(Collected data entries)
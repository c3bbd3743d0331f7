//! DecisionService - Asks the model to classify a message and normalizes
//! the reply into a routed decision.
//!
//! A single upstream call per message. Transport failures and unreadable
//! replies both surface as `DecisionError`; neither is ever turned into an
//! implicit escalation.

use std::sync::Arc;

use thiserror::Error;

use crate::domain::decision::{parse_decision, Decision, DecisionParseError, DecisionPolicy, Route};
use crate::domain::foundation::{DomainError, ErrorCode, ValidationError};
use crate::ports::{AIError, AIProvider, CompletionRequest, MessageRole};

/// Instructions sent ahead of every classified message.
pub const SYSTEM_PROMPT: &str = r#"You are Helpdesk-AI. Reply only in JSON matching: {"action":"answer|escalate","confidence":number,"short_title":string,"reply_text":string}

For common IT issues (password resets, basic troubleshooting, software questions), provide helpful answers with high confidence (0.8-1.0).
For complex, specific, or unclear issues, choose "escalate" with a descriptive short_title for the ticket."#;

/// Failures of the classify-and-route step.
#[derive(Debug, Clone, PartialEq, Error)]
pub enum DecisionError {
    #[error(transparent)]
    Validation(#[from] ValidationError),

    #[error("AI provider error: {0}")]
    Provider(#[from] AIError),

    #[error("Unreadable AI decision: {0}")]
    Unparseable(#[from] DecisionParseError),

    #[error("Error: {0}")]
    Infrastructure(String),
}

impl DecisionError {
    pub fn code(&self) -> ErrorCode {
        match self {
            DecisionError::Validation(_) => ErrorCode::ValidationFailed,
            DecisionError::Provider(_) | DecisionError::Unparseable(_) => {
                ErrorCode::AIProviderError
            }
            DecisionError::Infrastructure(_) => ErrorCode::DatabaseError,
        }
    }
}

impl From<DomainError> for DecisionError {
    fn from(err: DomainError) -> Self {
        DecisionError::Infrastructure(err.to_string())
    }
}

/// Classifies messages through the configured provider.
pub struct DecisionService {
    provider: Arc<dyn AIProvider>,
    policy: DecisionPolicy,
}

impl DecisionService {
    pub fn new(provider: Arc<dyn AIProvider>, policy: DecisionPolicy) -> Self {
        Self { provider, policy }
    }

    pub fn policy(&self) -> DecisionPolicy {
        self.policy
    }

    /// Returns the normalized decision for `message`.
    ///
    /// # Errors
    ///
    /// - `Validation` if the message is blank
    /// - `Provider` for transport, status or envelope failures
    /// - `Unparseable` if the reply holds no usable JSON object
    pub async fn decide(&self, message: &str) -> Result<Decision, DecisionError> {
        if message.trim().is_empty() {
            return Err(ValidationError::empty_field("message").into());
        }

        let request = CompletionRequest::new()
            .with_system_prompt(SYSTEM_PROMPT)
            .with_message(MessageRole::User, message)
            .with_temperature(0.0)
            .with_json_mode();

        let response = self.provider.complete(request).await.map_err(|e| {
            tracing::error!(error = %e, provider = %self.provider.provider_info().name, "AI provider call failed");
            e
        })?;

        let decision = parse_decision(&response.content).map_err(|e| {
            tracing::error!(error = %e, model = %response.model, "AI reply could not be parsed");
            e
        })?;

        tracing::debug!(
            action = %decision.action,
            confidence = decision.confidence,
            model = %response.model,
            prompt_tokens = response.usage.prompt_tokens,
            completion_tokens = response.usage.completion_tokens,
            "Decision received"
        );
        Ok(decision)
    }

    /// Classifies `message` and applies the confidence policy.
    pub async fn route(&self, message: &str) -> Result<Route, DecisionError> {
        let decision = self.decide(message).await?;
        let route = self.policy.route(decision, message);

        tracing::info!(
            routed = %route.action(),
            confidence = route.confidence(),
            threshold = self.policy.threshold(),
            "Decision routed"
        );
        Ok(route)
    }
}

#[cfg(test)]
mod tests {
    use super::*;
    use crate::adapters::ai::MockAIProvider;
    use crate::domain::decision::{DecisionAction, DEFAULT_SHORT_TITLE};

    fn service(provider: MockAIProvider) -> DecisionService {
        DecisionService::new(Arc::new(provider), DecisionPolicy::default())
    }

    #[tokio::test]
    async fn sends_fixed_prompt_in_json_mode() {
        let provider = MockAIProvider::new()
            .with_response(r#"{"action":"answer","confidence":0.9,"reply_text":"ok"}"#);
        service(provider.clone()).decide("reset my password").await.unwrap();

        let calls = provider.get_calls();
        assert_eq!(calls.len(), 1);
        assert_eq!(calls[0].system_prompt.as_deref(), Some(SYSTEM_PROMPT));
        assert_eq!(calls[0].temperature, Some(0.0));
        assert!(calls[0].json_mode);
        assert_eq!(calls[0].messages[0].content, "reset my password");
    }

    #[tokio::test]
    async fn fenced_reply_is_normalized() {
        let provider = MockAIProvider::new().with_response(
            "```json\n{\"action\":\" ANSWER \",\"confidence\":0.95,\"reply_text\":\"Hold the power button.\"}\n```",
        );
        let decision = service(provider).decide("laptop frozen").await.unwrap();

        assert_eq!(decision.action, DecisionAction::Answer);
        assert_eq!(decision.reply_text, "Hold the power button.");
        assert_eq!(decision.short_title, DEFAULT_SHORT_TITLE);
    }

    #[tokio::test]
    async fn blank_message_never_reaches_provider() {
        let provider = MockAIProvider::new();
        let result = service(provider.clone()).decide("   ").await;

        assert!(matches!(result, Err(DecisionError::Validation(_))));
        assert_eq!(provider.call_count(), 0);
    }

    #[tokio::test]
    async fn provider_failure_is_an_error_not_an_escalation() {
        let provider = MockAIProvider::new().with_error(AIError::unavailable("502 from upstream"));
        let result = service(provider).route("anything").await;

        let err = result.unwrap_err();
        assert!(matches!(err, DecisionError::Provider(_)));
        assert_eq!(err.code(), ErrorCode::AIProviderError);
    }

    #[tokio::test]
    async fn prose_reply_is_unparseable() {
        let provider = MockAIProvider::new().with_response("I think you should reboot.");
        let result = service(provider).route("anything").await;

        assert_eq!(
            result.unwrap_err(),
            DecisionError::Unparseable(DecisionParseError::NoJsonObject)
        );
    }

    #[tokio::test]
    async fn low_confidence_answer_is_routed_to_escalation() {
        let provider = MockAIProvider::new()
            .with_response(r#"{"action":"answer","confidence":0.5,"short_title":"VPN"}"#);
        let route = service(provider).route("vpn flaky").await.unwrap();

        match route {
            Route::Escalate { draft, confidence } => {
                assert_eq!(confidence, 0.5);
                assert_eq!(draft.title, "VPN");
                assert_eq!(draft.description, "vpn flaky");
            }
            other => panic!("expected escalation, got {:?}", other),
        }
    }
}
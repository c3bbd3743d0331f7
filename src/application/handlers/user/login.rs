//! LoginHandler - Exchanges credentials for a signed access token.

use std::sync::Arc;

use crate::domain::foundation::AuthError;
use crate::domain::user::User;
use crate::ports::{IssuedToken, PasswordHasher, TokenService, UserRepository};

#[derive(Debug, Clone)]
pub struct LoginCommand {
    pub username: String,
    pub password: String,
}

#[derive(Debug, Clone)]
pub struct LoginResult {
    pub user: User,
    pub token: IssuedToken,
}

pub struct LoginHandler {
    users: Arc<dyn UserRepository>,
    hasher: Arc<dyn PasswordHasher>,
    tokens: Arc<dyn TokenService>,
}

impl LoginHandler {
    pub fn new(
        users: Arc<dyn UserRepository>,
        hasher: Arc<dyn PasswordHasher>,
        tokens: Arc<dyn TokenService>,
    ) -> Self {
        Self {
            users,
            hasher,
            tokens,
        }
    }

    /// Unknown usernames and wrong passwords fail identically.
    pub async fn handle(&self, cmd: LoginCommand) -> Result<LoginResult, AuthError> {
        let user = self
            .users
            .find_by_username(cmd.username.trim())
            .await
            .map_err(|e| AuthError::internal(e.to_string()))?;

        let Some(user) = user else {
            tracing::debug!("Login failed: unknown username");
            return Err(AuthError::InvalidCredentials);
        };

        if !self.hasher.verify(&cmd.password, user.password_hash())? {
            tracing::debug!(user_id = %user.id(), "Login failed: wrong password");
            return Err(AuthError::InvalidCredentials);
        }

        let token = self.tokens.issue(user.id())?;
        tracing::info!(user_id = %user.id(), "User logged in");

        Ok(LoginResult { user, token })
    }
}

#[cfg(test)]
mod tests {
    use super::*;
    use crate::adapters::auth::JwtTokenService;
    use crate::adapters::memory::InMemoryStore;
    use crate::application::handlers::user::test_support::PlainHasher;
    use crate::application::handlers::user::{RegisterUserCommand, RegisterUserHandler};
    use jsonwebtoken::Algorithm;
    use secrecy::Secret;

    async fn setup() -> (LoginHandler, Arc<JwtTokenService>) {
        let store = InMemoryStore::new();
        RegisterUserHandler::new(Arc::new(store.clone()), Arc::new(PlainHasher))
            .handle(RegisterUserCommand::user("alice", "alice@example.com", "password123"))
            .await
            .unwrap();

        let tokens = Arc::new(
            JwtTokenService::new(&Secret::new("test-secret".to_string()), Algorithm::HS256, 24)
                .unwrap(),
        );
        let handler = LoginHandler::new(Arc::new(store), Arc::new(PlainHasher), tokens.clone());
        (handler, tokens)
    }

    #[tokio::test]
    async fn valid_credentials_issue_verifiable_token() {
        let (handler, tokens) = setup().await;
        let result = handler
            .handle(LoginCommand {
                username: "alice".to_string(),
                password: "password123".to_string(),
            })
            .await
            .unwrap();

        assert_eq!(tokens.verify(&result.token.token).unwrap(), result.user.id());
    }

    #[tokio::test]
    async fn wrong_password_and_unknown_user_look_the_same() {
        let (handler, _) = setup().await;
        for (username, password) in [("alice", "wrong-password"), ("mallory", "password123")] {
            let err = handler
                .handle(LoginCommand {
                    username: username.to_string(),
                    password: password.to_string(),
                })
                .await
                .unwrap_err();
            assert_eq!(err, AuthError::InvalidCredentials);
        }
    }
}
//! Authentication types for the domain layer.
//!
//! `AuthenticatedUser` is what the HTTP middleware injects into request
//! extensions after a bearer token has been verified and the user loaded.
//! `AuthError` describes token problems from the application's point of view,
//! independent of the JWT library that detected them.

use super::{Role, UserId};
use thiserror::Error;

/// Authenticated user resolved from a verified access token.
#[derive(Debug, Clone, PartialEq, Eq)]
pub struct AuthenticatedUser {
    /// Identifier carried in the token subject.
    pub id: UserId,

    /// Login name.
    pub username: String,

    /// Contact address.
    pub email: String,

    /// Access role, re-read from storage on every request.
    pub role: Role,
}

impl AuthenticatedUser {
    /// Creates a new authenticated user.
    pub fn new(
        id: UserId,
        username: impl Into<String>,
        email: impl Into<String>,
        role: Role,
    ) -> Self {
        Self {
            id,
            username: username.into(),
            email: email.into(),
            role,
        }
    }

    /// Returns true if the user holds the admin role.
    pub fn is_admin(&self) -> bool {
        self.role.is_admin()
    }

    /// Returns true if the user may act on a record owned by `owner`.
    ///
    /// Admins may act on everything; regular users only on records they own.
    /// Records without an owner are admin-only.
    pub fn can_access(&self, owner: Option<UserId>) -> bool {
        self.is_admin() || owner == Some(self.id)
    }
}

/// Authentication errors that can occur during token handling.
#[derive(Debug, Clone, PartialEq, Eq, Error)]
pub enum AuthError {
    /// No token in the Authorization header or cookie.
    #[error("Not authenticated")]
    MissingToken,

    /// The token is malformed, has a bad signature, or a bad subject.
    #[error("Invalid token")]
    InvalidToken,

    /// The token signature is valid but it has expired.
    #[error("Token expired")]
    TokenExpired,

    /// The token is valid but the user no longer exists.
    #[error("User not found")]
    UserNotFound,

    /// Username/password combination rejected.
    #[error("Incorrect username or password")]
    InvalidCredentials,

    /// Authenticated, but the role does not allow the action.
    #[error("Not enough permissions")]
    InsufficientPermissions,

    /// Token could not be issued or the user store failed.
    #[error("Authentication service error: {0}")]
    Internal(String),
}

impl AuthError {
    /// Creates an internal error with a message.
    pub fn internal(message: impl Into<String>) -> Self {
        Self::Internal(message.into())
    }

    /// Returns true if the client should obtain a new token.
    pub fn requires_reauthentication(&self) -> bool {
        matches!(
            self,
            AuthError::MissingToken
                | AuthError::InvalidToken
                | AuthError::TokenExpired
                | AuthError::UserNotFound
        )
    }
}
//! Conversation domain module.
//!
//! Conversations thread user messages, assistant replies and system notices.
//! A conversation ends up `escalated` once a ticket has been opened from it.

mod aggregate;
mod errors;
mod message;
mod status;

pub use aggregate::{
    derive_title, Conversation, ConversationUpdate, NewConversation, DERIVED_TITLE_LENGTH,
    MAX_TITLE_LENGTH,
};
pub use errors::ConversationError;
pub use message::{Message, MessageRole, NewMessage};
pub use status::ConversationStatus;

__WORK INSTRUCTIONS__
Each line in the data where the string "LoginHandler" occurs should be identified and copied.

__EXPECTED ANSWER__
//! LoginHandler - Exchanges credentials for a signed access token.
pub struct LoginHandler {
impl LoginHandler {
    async fn setup() -> (LoginHandler, Arc<JwtTokenService>) {
        let handler = LoginHandler::new(Arc::new(store), Arc::new(PlainHasher), tokens.clone());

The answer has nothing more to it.